AI TRAINING
Cursor IDE for AI-Assisted Software Development
Master Cursor's AI features to ship production code faster without sacrificing quality or control.
What it covers
A hands-on practitioner workshop teaching engineers how to use Cursor's Composer, Agents, and Rules files to accelerate real product development. Participants work through multi-file refactors, codebase-aware completions, and custom agent workflows using their own repositories. The programme covers migration patterns from VS Code and GitHub Copilot, helping teams decide when and why to switch. By the end, participants can configure Cursor for their stack, write effective Rules files, and integrate AI-assisted coding into a team-wide workflow.
What you'll be able to do
- Configure Cursor with a custom Rules file tailored to your team's stack and coding conventions
- Use Composer to perform a multi-file refactor across an existing codebase with minimal manual correction
- Set up and run a Cursor Agent to complete a scoped feature task end-to-end
- Evaluate whether Cursor or GitHub Copilot is the better fit for a given team context and justify the decision
- Integrate AI-assisted coding into a pull-request-based team workflow without introducing review bottlenecks
Topics covered
- Cursor Composer: multi-file edits and iterative generation
- Cursor Agents: autonomous task delegation and codebase traversal
- Rules files: project-level and global configuration for consistent AI behaviour
- Codebase indexing and context window management
- Migration from VS Code: settings, extensions, and keybindings
- Cursor vs GitHub Copilot: capability gaps, cost model, and team fit
- Prompt engineering patterns for code generation and refactoring
- Team workflow integration: code review, branching, and AI diff management
Delivery
Delivered in-person or live-remote (Zoom/Meet with screen sharing). Each participant works on their own laptop with Cursor installed and a personal or team repository loaded. Ratio is approximately 30% instruction and 70% hands-on exercises. Materials include a starter Rules file template library, a prompt pattern cheat sheet, and a VS Code-to-Cursor migration checklist.
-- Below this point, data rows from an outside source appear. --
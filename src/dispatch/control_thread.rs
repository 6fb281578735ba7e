//! A dedicated OS thread acting as the control thread.

use super::{ControlDispatcher, Job};
use crate::error::DispatchError;
use crossbeam_channel::{Sender, unbounded};
use parking_lot::Mutex;
use std::panic::{AssertUnwindSafe, catch_unwind};
use std::thread::{self, JoinHandle, ThreadId};

/// A named thread that runs queued jobs one at a time, in order.
///
/// A panicking job is logged and the thread keeps serving. After
/// [`shutdown`](Self::shutdown) (or drop) the queue is drained and further
/// [`schedule`](ControlDispatcher::schedule) calls fail with
/// [`DispatchError::Terminated`].
///
/// # Examples
///
/// ```rust
/// use airplane_mode_watch::dispatch::{ControlDispatcher, ControlThread};
///
/// let control = ControlThread::spawn("ui").unwrap();
/// assert!(!control.is_control_thread());
///
/// control.shutdown();
/// assert!(control.schedule(Box::new(|| {})).is_err());
/// ```
pub struct ControlThread {
    sender: Mutex<Option<Sender<Job>>>,
    handle: Mutex<Option<JoinHandle<()>>>,
    thread_id: ThreadId,
    name: String,
}

impl ControlThread {
    /// Start a control thread with the given name.
    ///
    /// # Errors
    ///
    /// Returns an error if the OS refuses to create the thread.
    pub fn spawn(name: impl Into<String>) -> std::io::Result<Self> {
        let name = name.into();
        let (sender, receiver) = unbounded::<Job>();

        let thread_name = name.clone();
        let handle = thread::Builder::new().name(name.clone()).spawn(move || {
            tracing::debug!(thread = %thread_name, "control thread started");
            for job in receiver {
                if catch_unwind(AssertUnwindSafe(job)).is_err() {
                    tracing::error!(thread = %thread_name, "control thread job panicked");
                }
            }
            tracing::debug!(thread = %thread_name, "control thread stopped");
        })?;

        Ok(Self {
            thread_id: handle.thread().id(),
            sender: Mutex::new(Some(sender)),
            handle: Mutex::new(Some(handle)),
            name,
        })
    }

    /// Identity of the control thread.
    pub fn thread_id(&self) -> ThreadId {
        self.thread_id
    }

    /// Name given at spawn time.
    pub fn name(&self) -> &str {
        &self.name
    }

    /// Whether the thread still accepts jobs.
    pub fn is_running(&self) -> bool {
        self.sender.lock().is_some()
    }

    /// Stop accepting jobs, let queued ones finish and join the thread.
    ///
    /// Called from the control thread itself, this only closes the queue.
    pub fn shutdown(&self) {
        drop(self.sender.lock().take());

        if self.is_control_thread() {
            return;
        }
        let handle = self.handle.lock().take();
        if let Some(handle) = handle {
            if handle.join().is_err() {
                tracing::error!(thread = %self.name, "control thread exited with a panic");
            }
        }
    }
}

impl ControlDispatcher for ControlThread {
    fn is_control_thread(&self) -> bool {
        thread::current().id() == self.thread_id
    }

    fn schedule(&self, job: Job) -> Result<(), DispatchError> {
        let sender = self.sender.lock();
        let sender = sender.as_ref().ok_or(DispatchError::Terminated)?;
        sender.send(job).map_err(|_| DispatchError::Terminated)
    }
}

impl Drop for ControlThread {
    fn drop(&mut self) {
        self.shutdown();
    }
}

#[cfg(test)]
mod tests {
    use super::*;
    use std::sync::Arc;
    use std::sync::mpsc;

    #[test]
    fn test_jobs_run_in_order_on_control_thread() {
        let control = ControlThread::spawn("test-control").unwrap();
        let (tx, rx) = mpsc::channel();

        for i in 0..5 {
            let tx = tx.clone();
            control
                .schedule(Box::new(move || {
                    tx.send((i, thread::current().id())).unwrap();
                }))
                .unwrap();
        }

        for expected in 0..5 {
            let (i, id) = rx.recv().unwrap();
            assert_eq!(i, expected);
            assert_eq!(id, control.thread_id());
        }
    }

    #[test]
    fn test_thread_name() {
        let control = ControlThread::spawn("named-control").unwrap();
        let (tx, rx) = mpsc::channel();
        control
            .schedule(Box::new(move || {
                tx.send(thread::current().name().map(str::to_string)).unwrap();
            }))
            .unwrap();

        assert_eq!(rx.recv().unwrap().as_deref(), Some("named-control"));
        assert_eq!(control.name(), "named-control");
    }

    #[test]
    fn test_survives_panicking_job() {
        let control = ControlThread::spawn("panicky").unwrap();
        control.schedule(Box::new(|| panic!("boom"))).unwrap();

        let (tx, rx) = mpsc::channel();
        control.schedule(Box::new(move || tx.send(()).unwrap())).unwrap();
        assert!(rx.recv().is_ok());
    }

    #[test]
    fn test_shutdown_rejects_new_jobs() {
        let control = ControlThread::spawn("closing").unwrap();
        assert!(control.is_running());

        control.shutdown();

        assert!(!control.is_running());
        assert_eq!(
            control.schedule(Box::new(|| {})),
            Err(DispatchError::Terminated)
        );
        // second shutdown is harmless
        control.shutdown();
    }

    #[test]
    fn test_shutdown_from_control_thread_does_not_deadlock() {
        let control = Arc::new(ControlThread::spawn("self-stop").unwrap());
        let (tx, rx) = mpsc::channel();
        let inner = Arc::clone(&control);
        control
            .schedule(Box::new(move || {
                inner.shutdown();
                tx.send(inner.is_running()).unwrap();
            }))
            .unwrap();

        assert!(!rx.recv().unwrap());
    }
}
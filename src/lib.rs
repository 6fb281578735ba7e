//! # airplane-mode-watch
//!
//! Watch an OS airplane-mode toggle and republish its state as a lazy stream.
//!
//! ## Overview
//!
//! `airplane-mode-watch` turns a push-based system broadcast into a pull-based
//! stream:
//! - One-shot reads of the stored setting (`get`, `is_airplane_mode_on`)
//! - Cold observations that register a listener only when subscribed
//! - `get_and_observe`, which always yields the current state first
//! - Teardown that unregisters exactly once, on a designated control thread
//!
//! The host platform is reached only through the [`host::HostContext`] trait.
//! [`host::SimulatedHost`] implements it in memory for tests and demos.
//!
//! ## Quick Start
//!
//! ```rust
//! use airplane_mode_watch::prelude::*;
//! use std::sync::Arc;
//!
//! # fn example() -> Result<()> {
//! let watcher = AirplaneModeWatcher::create()?;
//! let host = Arc::new(SimulatedHost::new());
//!
//! let mut states = watcher.get_and_observe(Some(host.clone()))?.subscribe();
//! assert_eq!(states.try_next(), Some(AirplaneState::Off));
//!
//! host.set_airplane_mode(true);
//! assert_eq!(states.try_next(), Some(AirplaneState::On));
//!
//! // Unregisters the listener on the control thread
//! drop(states);
//! # Ok(())
//! # }
//! # example().unwrap();
//! ```
//!
//! ## Feature Flags
//!
//! - `metrics`: OpenTelemetry counters for activations, events and teardowns

#![warn(missing_docs, rust_2024_compatibility)]
#![deny(unsafe_code)]

pub mod core;
pub mod dispatch;
pub mod error;
pub mod host;
pub mod notify;
pub mod report;

mod telemetry;

#[cfg(feature = "metrics")]
pub mod metrics;

/// Convenient re-exports for common usage patterns.
pub mod prelude {
    pub use crate::core::{
        AirplaneModeWatcher, AirplaneState, Observation, WatchTarget, WatcherBuilder,
        WatcherConfig,
    };
    pub use crate::error::{Result, WatchError};
    pub use crate::host::{HostContext, SimulatedHost};
    pub use crate::notify::{StateStream, Subscription};
    pub use crate::report::{ErrorReporter, LogReporter};
}
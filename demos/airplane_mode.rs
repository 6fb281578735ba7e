//! Example demonstrating an airplane mode observation end to end.
//!
//! This example shows how to:
//! - Read the current toggle once
//! - Observe the current state followed by every change
//! - Tear the subscription down on the control thread by dropping it
//!
//! Run with: cargo run --example airplane_mode

use airplane_mode_watch::prelude::*;
use std::sync::Arc;
use std::thread;
use std::time::Duration;

#[tokio::main]
async fn main() -> Result<()> {
    tracing_subscriber::fmt()
        .with_max_level(tracing::Level::DEBUG)
        .init();

    println!("=== Airplane Mode Example ===\n");

    let watcher = AirplaneModeWatcher::create()?;
    let host = Arc::new(SimulatedHost::new());

    println!(
        "Airplane mode on: {}",
        watcher.is_airplane_mode_on(Some(&*host))?
    );

    let mut states = watcher.get_and_observe(Some(host.clone()))?.subscribe();

    // Flip the toggle a few times from another thread
    let toggler = Arc::clone(&host);
    let handle = thread::spawn(move || {
        for on in [true, false, true] {
            thread::sleep(Duration::from_millis(100));
            println!("--- Host sets airplane mode to {on} ---");
            toggler.set_airplane_mode(on);
        }
    });

    // Initial state plus three changes
    for _ in 0..4 {
        match states.next().await {
            Some(state) => println!("Airplane mode on: {}", state.is_on()),
            None => break,
        }
    }

    let _ = handle.join();

    println!("\nDropping the stream...");
    drop(states);
    thread::sleep(Duration::from_millis(50));
    println!("Listeners still registered: {}", host.listener_count());

    println!("\n=== Example Complete ===");
    Ok(())
}
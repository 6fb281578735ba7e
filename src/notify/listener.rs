//! Listener turning host broadcasts into stream elements.

use crate::core::AirplaneState;
use crate::host::{Event, EventListener};
use crate::telemetry::Telemetry;
use std::sync::Arc;
use std::sync::atomic::{AtomicBool, Ordering};
use tokio::sync::mpsc;

/// Emits the state carried by each event into one subscription's channel.
///
/// Runs on whatever thread the host delivers on. Once `closed` is set the
/// listener drops events, so nothing leaks past a cancelled subscription.
pub(crate) struct StateListener {
    state_field: String,
    sender: mpsc::UnboundedSender<AirplaneState>,
    closed: Arc<AtomicBool>,
    telemetry: Telemetry,
}

impl StateListener {
    pub(crate) fn new(
        state_field: impl Into<String>,
        sender: mpsc::UnboundedSender<AirplaneState>,
        closed: Arc<AtomicBool>,
        telemetry: Telemetry,
    ) -> Self {
        Self {
            state_field: state_field.into(),
            sender,
            closed,
            telemetry,
        }
    }
}

impl EventListener for StateListener {
    fn on_event(&self, event: &Event) {
        if self.closed.load(Ordering::Acquire) {
            return;
        }

        let state = AirplaneState::from(event.bool_extra(&self.state_field, false));
        // a closed receiver means teardown is already on its way
        if self.sender.send(state).is_ok() {
            self.telemetry.record_event();
        }
    }
}

#[cfg(test)]
mod tests {
    use super::*;

    fn listener() -> (
        StateListener,
        mpsc::UnboundedReceiver<AirplaneState>,
        Arc<AtomicBool>,
    ) {
        let (tx, rx) = mpsc::unbounded_channel();
        let closed = Arc::new(AtomicBool::new(false));
        let listener = StateListener::new("state", tx, Arc::clone(&closed), Telemetry::default());
        (listener, rx, closed)
    }

    #[test]
    fn test_emits_state_extra() {
        let (listener, mut rx, _closed) = listener();
        listener.on_event(&Event::new("x").with_extra("state", true));
        listener.on_event(&Event::new("x").with_extra("state", false));

        assert_eq!(rx.try_recv().unwrap(), AirplaneState::On);
        assert_eq!(rx.try_recv().unwrap(), AirplaneState::Off);
    }

    #[test]
    fn test_missing_extra_is_off() {
        let (listener, mut rx, _closed) = listener();
        listener.on_event(&Event::new("x"));
        assert_eq!(rx.try_recv().unwrap(), AirplaneState::Off);
    }

    #[test]
    fn test_closed_listener_drops_events() {
        let (listener, mut rx, closed) = listener();
        closed.store(true, Ordering::Release);
        listener.on_event(&Event::new("x").with_extra("state", true));
        assert!(rx.try_recv().is_err());
    }
}
//! The host capability trait.

use super::{EventFilter, EventListener};
use crate::error::HostError;
use serde::{Deserialize, Serialize};
use std::fmt;
use std::sync::Arc;

/// Handle identifying one registered listener.
#[derive(Debug, Clone, Copy, PartialEq, Eq, Hash, PartialOrd, Ord)]
pub struct ListenerId(u64);

impl ListenerId {
    /// Wrap a raw host identifier.
    pub const fn new(raw: u64) -> Self {
        Self(raw)
    }

    /// The raw identifier.
    pub const fn get(self) -> u64 {
        self.0
    }
}

impl fmt::Display for ListenerId {
    fn fmt(&self, f: &mut fmt::Formatter<'_>) -> fmt::Result {
        write!(f, "#{}", self.0)
    }
}

/// Which settings table a key lives in.
#[derive(Debug, Clone, Copy, PartialEq, Eq, Hash, Serialize, Deserialize)]
#[serde(rename_all = "lowercase")]
pub enum SettingScope {
    /// Device-wide settings (newer platforms).
    Global,
    /// Per-user system settings (older platforms).
    System,
}

/// Capabilities a host platform exposes to the watcher.
///
/// Implementations must be shareable across threads: listeners may be
/// invoked from any thread, while [`unregister_listener`](Self::unregister_listener)
/// is only ever called from the control thread.
pub trait HostContext: Send + Sync {
    /// Platform API level, used to pick the settings table.
    fn platform_version(&self) -> u32;

    /// Synchronously read an integer setting. `None` when the key is absent.
    fn read_int_setting(&self, scope: SettingScope, key: &str) -> Option<i64>;

    /// Register a listener for every event matching `filter`.
    fn register_listener(
        &self,
        filter: &EventFilter,
        listener: Arc<dyn EventListener>,
    ) -> ListenerId;

    /// Remove a registered listener.
    ///
    /// # Errors
    ///
    /// Fails when `id` is not currently registered, e.g. on a second call.
    fn unregister_listener(&self, id: ListenerId) -> std::result::Result<(), HostError>;
}

impl<T: HostContext + ?Sized> HostContext for Arc<T> {
    fn platform_version(&self) -> u32 {
        (**self).platform_version()
    }

    fn read_int_setting(&self, scope: SettingScope, key: &str) -> Option<i64> {
        (**self).read_int_setting(scope, key)
    }

    fn register_listener(
        &self,
        filter: &EventFilter,
        listener: Arc<dyn EventListener>,
    ) -> ListenerId {
        (**self).register_listener(filter, listener)
    }

    fn unregister_listener(&self, id: ListenerId) -> std::result::Result<(), HostError> {
        (**self).unregister_listener(id)
    }
}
A two-day format (2 × 6–8 hours) allows deeper project work; a condensed one-day version covers core features only.
What makes it work
- Creating a shared team Rules file before rollout so AI behaviour is consistent across contributors
- Starting with a real in-progress feature rather than toy exercises to anchor learning to actual work
- Establishing a lightweight review norm for AI-generated diffs so quality standards are maintained
- Running a follow-up session two weeks post-workshop to review what stuck and tune the Rules file
Common mistakes
- Using Cursor like a smarter autocomplete rather than leveraging Composer and Agents for multi-step tasks
- Skipping Rules files, leaving AI outputs inconsistent with team conventions and causing review friction
- Over-trusting Agent output on large refactors without scoping tasks into small, verifiable steps
- Migrating the whole team at once without a pilot group to establish shared norms and a baseline Rules file
When NOT to take this
A team whose primary bottleneck is architectural design or product clarity — not coding speed — will see little return; investing in Cursor before solving upstream planning dysfunction is premature.